» PROBLEM
Return, exactly and in full, the lines of the records below starting at the one with "pub type TenantId = String;" and ending at the one with "if let Some(prefix)", and no other lines.

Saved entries
◇ ◇ ◇ ◇
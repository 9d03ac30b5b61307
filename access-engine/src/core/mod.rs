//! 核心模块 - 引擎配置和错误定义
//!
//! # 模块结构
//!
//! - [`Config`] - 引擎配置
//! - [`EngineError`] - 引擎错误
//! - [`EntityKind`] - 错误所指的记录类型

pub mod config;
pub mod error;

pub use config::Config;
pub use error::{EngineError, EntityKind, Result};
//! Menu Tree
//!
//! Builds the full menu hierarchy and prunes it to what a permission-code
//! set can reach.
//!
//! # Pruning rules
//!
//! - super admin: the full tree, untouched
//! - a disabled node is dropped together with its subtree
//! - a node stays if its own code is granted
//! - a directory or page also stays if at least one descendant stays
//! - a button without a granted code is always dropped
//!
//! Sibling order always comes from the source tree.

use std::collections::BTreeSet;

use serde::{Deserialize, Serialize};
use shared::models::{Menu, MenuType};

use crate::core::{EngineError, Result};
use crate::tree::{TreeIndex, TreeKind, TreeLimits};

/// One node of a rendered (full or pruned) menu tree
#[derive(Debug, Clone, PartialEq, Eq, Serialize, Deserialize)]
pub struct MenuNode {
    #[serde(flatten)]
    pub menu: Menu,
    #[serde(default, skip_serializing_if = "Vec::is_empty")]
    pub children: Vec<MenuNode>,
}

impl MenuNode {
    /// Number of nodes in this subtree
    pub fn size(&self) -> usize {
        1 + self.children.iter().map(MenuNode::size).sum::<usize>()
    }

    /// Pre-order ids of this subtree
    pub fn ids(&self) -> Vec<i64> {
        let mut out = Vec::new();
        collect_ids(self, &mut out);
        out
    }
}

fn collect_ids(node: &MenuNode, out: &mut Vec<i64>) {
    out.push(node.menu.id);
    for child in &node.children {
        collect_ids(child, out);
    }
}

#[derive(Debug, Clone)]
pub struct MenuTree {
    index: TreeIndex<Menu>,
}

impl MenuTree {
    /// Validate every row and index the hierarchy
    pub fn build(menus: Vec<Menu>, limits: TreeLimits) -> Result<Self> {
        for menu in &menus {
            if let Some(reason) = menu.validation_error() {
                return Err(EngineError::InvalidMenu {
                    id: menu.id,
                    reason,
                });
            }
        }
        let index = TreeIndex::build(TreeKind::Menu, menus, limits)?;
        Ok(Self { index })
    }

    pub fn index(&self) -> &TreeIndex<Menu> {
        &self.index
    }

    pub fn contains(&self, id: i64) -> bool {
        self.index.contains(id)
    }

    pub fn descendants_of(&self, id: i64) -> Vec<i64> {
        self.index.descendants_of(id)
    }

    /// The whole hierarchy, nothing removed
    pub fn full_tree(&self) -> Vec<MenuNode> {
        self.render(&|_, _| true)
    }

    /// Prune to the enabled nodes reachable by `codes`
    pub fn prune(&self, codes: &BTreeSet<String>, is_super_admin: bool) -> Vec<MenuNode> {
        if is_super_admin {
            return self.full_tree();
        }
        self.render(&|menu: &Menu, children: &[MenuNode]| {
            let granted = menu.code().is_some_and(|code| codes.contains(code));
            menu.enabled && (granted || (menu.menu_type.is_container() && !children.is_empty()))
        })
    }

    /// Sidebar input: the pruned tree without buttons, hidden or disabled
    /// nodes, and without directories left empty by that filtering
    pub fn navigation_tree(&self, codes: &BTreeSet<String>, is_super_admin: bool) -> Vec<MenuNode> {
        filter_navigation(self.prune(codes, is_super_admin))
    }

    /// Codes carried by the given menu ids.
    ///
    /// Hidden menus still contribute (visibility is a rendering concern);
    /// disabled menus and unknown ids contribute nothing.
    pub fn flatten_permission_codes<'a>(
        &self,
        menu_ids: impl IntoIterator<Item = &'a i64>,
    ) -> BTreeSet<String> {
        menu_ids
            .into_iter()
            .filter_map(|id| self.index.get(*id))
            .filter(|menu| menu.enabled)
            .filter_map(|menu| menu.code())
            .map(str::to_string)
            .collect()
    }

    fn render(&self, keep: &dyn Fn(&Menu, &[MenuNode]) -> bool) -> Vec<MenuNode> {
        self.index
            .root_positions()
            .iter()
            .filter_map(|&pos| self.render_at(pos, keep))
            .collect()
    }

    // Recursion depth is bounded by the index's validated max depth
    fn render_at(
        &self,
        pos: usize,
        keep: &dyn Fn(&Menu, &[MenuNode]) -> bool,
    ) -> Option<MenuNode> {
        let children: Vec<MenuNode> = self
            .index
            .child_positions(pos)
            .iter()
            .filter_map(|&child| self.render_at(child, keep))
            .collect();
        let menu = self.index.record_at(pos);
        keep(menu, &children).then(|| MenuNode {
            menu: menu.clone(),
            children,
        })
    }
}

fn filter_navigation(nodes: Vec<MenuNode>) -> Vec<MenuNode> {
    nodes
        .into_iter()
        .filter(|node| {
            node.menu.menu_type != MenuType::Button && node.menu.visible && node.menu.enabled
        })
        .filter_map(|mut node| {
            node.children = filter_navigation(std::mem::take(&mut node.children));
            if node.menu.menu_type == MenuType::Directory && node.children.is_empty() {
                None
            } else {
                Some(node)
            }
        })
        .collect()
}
◇ ◇ ◇ ◇
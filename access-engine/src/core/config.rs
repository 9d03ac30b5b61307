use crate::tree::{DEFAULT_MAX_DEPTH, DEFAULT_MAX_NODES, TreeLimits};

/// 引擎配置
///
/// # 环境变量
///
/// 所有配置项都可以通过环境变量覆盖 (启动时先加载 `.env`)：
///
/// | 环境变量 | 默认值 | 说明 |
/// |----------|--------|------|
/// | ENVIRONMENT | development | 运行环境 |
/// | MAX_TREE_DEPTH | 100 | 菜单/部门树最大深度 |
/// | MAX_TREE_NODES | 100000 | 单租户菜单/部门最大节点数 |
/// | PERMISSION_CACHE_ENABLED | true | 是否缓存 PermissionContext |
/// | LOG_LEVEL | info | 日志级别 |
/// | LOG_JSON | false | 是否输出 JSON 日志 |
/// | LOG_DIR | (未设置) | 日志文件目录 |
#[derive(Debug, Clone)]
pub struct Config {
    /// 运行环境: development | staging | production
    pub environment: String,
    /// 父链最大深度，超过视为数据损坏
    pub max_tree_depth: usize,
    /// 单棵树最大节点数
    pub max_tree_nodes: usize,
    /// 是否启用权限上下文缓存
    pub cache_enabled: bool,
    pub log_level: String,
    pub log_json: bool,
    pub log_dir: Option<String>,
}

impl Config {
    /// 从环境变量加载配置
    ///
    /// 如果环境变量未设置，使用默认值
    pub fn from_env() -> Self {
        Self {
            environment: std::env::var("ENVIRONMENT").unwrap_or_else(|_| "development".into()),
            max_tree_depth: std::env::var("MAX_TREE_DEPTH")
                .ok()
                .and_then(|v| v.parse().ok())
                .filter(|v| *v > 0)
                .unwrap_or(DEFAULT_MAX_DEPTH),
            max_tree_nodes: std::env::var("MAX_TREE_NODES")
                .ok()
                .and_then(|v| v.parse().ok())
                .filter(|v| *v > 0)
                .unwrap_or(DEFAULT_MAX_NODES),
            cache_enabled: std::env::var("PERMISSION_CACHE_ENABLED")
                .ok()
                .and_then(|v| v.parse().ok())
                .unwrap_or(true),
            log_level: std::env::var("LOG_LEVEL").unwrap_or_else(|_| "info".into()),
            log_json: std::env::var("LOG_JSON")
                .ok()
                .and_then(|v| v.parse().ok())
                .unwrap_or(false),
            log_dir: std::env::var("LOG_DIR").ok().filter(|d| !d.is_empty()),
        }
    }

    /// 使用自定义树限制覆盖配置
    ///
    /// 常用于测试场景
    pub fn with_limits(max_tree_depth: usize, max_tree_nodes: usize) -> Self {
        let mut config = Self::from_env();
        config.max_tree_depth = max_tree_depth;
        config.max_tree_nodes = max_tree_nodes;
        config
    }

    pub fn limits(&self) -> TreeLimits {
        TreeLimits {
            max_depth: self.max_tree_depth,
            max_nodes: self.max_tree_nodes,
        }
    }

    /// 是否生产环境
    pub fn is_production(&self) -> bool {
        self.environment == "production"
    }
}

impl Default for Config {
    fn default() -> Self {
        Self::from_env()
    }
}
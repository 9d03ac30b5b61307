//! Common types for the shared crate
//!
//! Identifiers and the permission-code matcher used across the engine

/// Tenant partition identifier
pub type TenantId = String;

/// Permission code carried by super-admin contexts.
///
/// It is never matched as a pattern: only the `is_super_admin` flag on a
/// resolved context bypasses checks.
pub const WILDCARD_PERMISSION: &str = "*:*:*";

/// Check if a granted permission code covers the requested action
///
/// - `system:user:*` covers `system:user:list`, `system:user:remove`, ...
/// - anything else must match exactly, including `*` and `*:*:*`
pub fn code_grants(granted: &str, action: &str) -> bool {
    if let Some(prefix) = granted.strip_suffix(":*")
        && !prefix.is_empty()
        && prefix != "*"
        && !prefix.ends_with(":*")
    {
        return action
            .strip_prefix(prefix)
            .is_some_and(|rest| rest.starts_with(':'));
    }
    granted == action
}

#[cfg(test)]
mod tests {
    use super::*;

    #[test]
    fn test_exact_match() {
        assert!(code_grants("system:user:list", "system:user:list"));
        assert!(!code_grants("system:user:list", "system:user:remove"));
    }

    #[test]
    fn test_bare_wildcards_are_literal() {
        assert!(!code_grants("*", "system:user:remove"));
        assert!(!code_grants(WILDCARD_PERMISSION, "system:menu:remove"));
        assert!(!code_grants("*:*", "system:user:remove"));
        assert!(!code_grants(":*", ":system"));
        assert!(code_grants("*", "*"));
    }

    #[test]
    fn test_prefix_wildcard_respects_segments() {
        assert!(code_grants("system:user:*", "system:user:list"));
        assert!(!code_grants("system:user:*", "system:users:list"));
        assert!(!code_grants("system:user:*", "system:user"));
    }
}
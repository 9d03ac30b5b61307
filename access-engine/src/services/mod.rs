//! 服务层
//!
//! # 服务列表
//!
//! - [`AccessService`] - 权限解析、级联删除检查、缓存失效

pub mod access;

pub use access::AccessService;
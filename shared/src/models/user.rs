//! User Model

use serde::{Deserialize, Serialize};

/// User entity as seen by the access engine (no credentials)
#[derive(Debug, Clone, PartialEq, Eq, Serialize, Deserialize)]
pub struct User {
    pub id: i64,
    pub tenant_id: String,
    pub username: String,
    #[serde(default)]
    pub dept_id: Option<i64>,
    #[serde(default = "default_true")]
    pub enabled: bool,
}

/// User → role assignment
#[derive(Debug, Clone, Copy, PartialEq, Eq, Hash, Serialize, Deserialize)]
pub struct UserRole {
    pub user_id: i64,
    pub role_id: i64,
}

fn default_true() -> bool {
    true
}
◇ ◇ ◇ ◇
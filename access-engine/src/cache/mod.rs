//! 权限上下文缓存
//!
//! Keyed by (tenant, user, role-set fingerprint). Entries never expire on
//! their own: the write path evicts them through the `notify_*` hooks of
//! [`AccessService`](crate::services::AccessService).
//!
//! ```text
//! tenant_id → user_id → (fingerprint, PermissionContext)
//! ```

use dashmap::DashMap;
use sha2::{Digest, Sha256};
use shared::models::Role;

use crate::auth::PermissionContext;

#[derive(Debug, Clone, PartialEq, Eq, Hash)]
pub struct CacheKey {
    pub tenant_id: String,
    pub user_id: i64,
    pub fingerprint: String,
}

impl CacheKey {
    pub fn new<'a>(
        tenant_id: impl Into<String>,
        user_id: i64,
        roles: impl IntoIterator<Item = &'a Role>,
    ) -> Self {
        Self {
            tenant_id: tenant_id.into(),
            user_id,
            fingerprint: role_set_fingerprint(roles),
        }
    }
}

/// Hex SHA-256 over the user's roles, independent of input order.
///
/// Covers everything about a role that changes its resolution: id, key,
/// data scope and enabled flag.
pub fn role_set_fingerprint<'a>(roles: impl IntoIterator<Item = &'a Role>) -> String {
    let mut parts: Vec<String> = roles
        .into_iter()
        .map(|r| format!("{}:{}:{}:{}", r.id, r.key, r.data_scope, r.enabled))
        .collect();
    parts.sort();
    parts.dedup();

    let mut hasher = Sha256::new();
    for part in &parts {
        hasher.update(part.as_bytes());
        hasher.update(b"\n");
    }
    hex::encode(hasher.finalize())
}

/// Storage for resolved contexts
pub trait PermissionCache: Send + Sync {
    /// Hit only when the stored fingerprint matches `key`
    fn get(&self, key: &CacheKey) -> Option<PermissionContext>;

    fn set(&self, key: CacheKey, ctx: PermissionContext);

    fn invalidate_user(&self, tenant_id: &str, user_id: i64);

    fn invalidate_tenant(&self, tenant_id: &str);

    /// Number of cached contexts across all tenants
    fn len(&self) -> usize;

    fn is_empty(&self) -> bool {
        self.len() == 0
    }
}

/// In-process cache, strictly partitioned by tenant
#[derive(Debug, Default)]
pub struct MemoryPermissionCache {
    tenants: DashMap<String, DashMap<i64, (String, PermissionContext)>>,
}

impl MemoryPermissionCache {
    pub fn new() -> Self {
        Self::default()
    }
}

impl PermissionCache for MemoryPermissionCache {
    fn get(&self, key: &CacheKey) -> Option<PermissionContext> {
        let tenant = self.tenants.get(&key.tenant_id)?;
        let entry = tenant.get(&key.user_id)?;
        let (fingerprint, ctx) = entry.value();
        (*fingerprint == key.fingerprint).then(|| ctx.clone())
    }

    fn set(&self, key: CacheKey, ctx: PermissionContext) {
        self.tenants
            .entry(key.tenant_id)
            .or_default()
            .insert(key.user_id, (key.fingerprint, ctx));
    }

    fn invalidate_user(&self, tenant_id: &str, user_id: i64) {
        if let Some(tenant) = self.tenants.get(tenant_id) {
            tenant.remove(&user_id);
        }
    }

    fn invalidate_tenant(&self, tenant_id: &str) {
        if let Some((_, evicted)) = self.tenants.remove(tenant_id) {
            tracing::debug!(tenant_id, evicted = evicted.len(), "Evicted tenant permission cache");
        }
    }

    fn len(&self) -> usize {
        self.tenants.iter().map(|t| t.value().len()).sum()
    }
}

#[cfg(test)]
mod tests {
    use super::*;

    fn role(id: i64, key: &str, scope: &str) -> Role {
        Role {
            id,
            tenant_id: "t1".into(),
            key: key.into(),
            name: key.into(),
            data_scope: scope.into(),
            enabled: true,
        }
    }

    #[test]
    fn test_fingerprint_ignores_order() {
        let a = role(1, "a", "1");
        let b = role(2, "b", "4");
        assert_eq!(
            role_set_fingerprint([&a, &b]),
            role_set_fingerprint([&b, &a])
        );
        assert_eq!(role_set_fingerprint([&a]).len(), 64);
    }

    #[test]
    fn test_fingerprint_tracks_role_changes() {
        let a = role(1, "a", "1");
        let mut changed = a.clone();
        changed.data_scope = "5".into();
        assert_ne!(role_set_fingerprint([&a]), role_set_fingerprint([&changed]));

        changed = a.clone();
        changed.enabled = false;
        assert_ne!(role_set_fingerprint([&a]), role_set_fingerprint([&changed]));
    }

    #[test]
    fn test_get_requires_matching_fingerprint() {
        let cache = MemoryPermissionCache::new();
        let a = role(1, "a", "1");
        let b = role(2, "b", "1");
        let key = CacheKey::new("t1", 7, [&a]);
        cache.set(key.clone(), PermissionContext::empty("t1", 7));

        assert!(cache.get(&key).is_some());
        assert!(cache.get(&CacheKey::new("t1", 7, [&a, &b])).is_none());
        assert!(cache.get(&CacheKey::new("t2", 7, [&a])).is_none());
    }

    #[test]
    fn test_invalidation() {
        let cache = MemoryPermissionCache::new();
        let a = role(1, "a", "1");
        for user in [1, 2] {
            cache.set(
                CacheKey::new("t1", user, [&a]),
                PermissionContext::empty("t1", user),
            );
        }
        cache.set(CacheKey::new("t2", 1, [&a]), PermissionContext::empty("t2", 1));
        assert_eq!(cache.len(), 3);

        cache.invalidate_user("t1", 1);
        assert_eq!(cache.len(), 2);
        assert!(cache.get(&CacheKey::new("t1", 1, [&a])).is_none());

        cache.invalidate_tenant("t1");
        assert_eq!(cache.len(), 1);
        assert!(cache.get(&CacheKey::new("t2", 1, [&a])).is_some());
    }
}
◇ ◇ ◇ ◇
» TASK RESPONSE
pub type TenantId = String;

/// Permission code carried by super-admin contexts.
///
/// It is never matched as a pattern: only the `is_super_admin` flag on a
/// resolved context bypasses checks.
pub const WILDCARD_PERMISSION: &str = "*:*:*";

/// Check if a granted permission code covers the requested action
///
/// - `system:user:*` covers `system:user:list`, `system:user:remove`, ...
/// - anything else must match exactly, including `*` and `*:*:*`
pub fn code_grants(granted: &str, action: &str) -> bool {
    if let Some(prefix) = granted.strip_suffix(":*")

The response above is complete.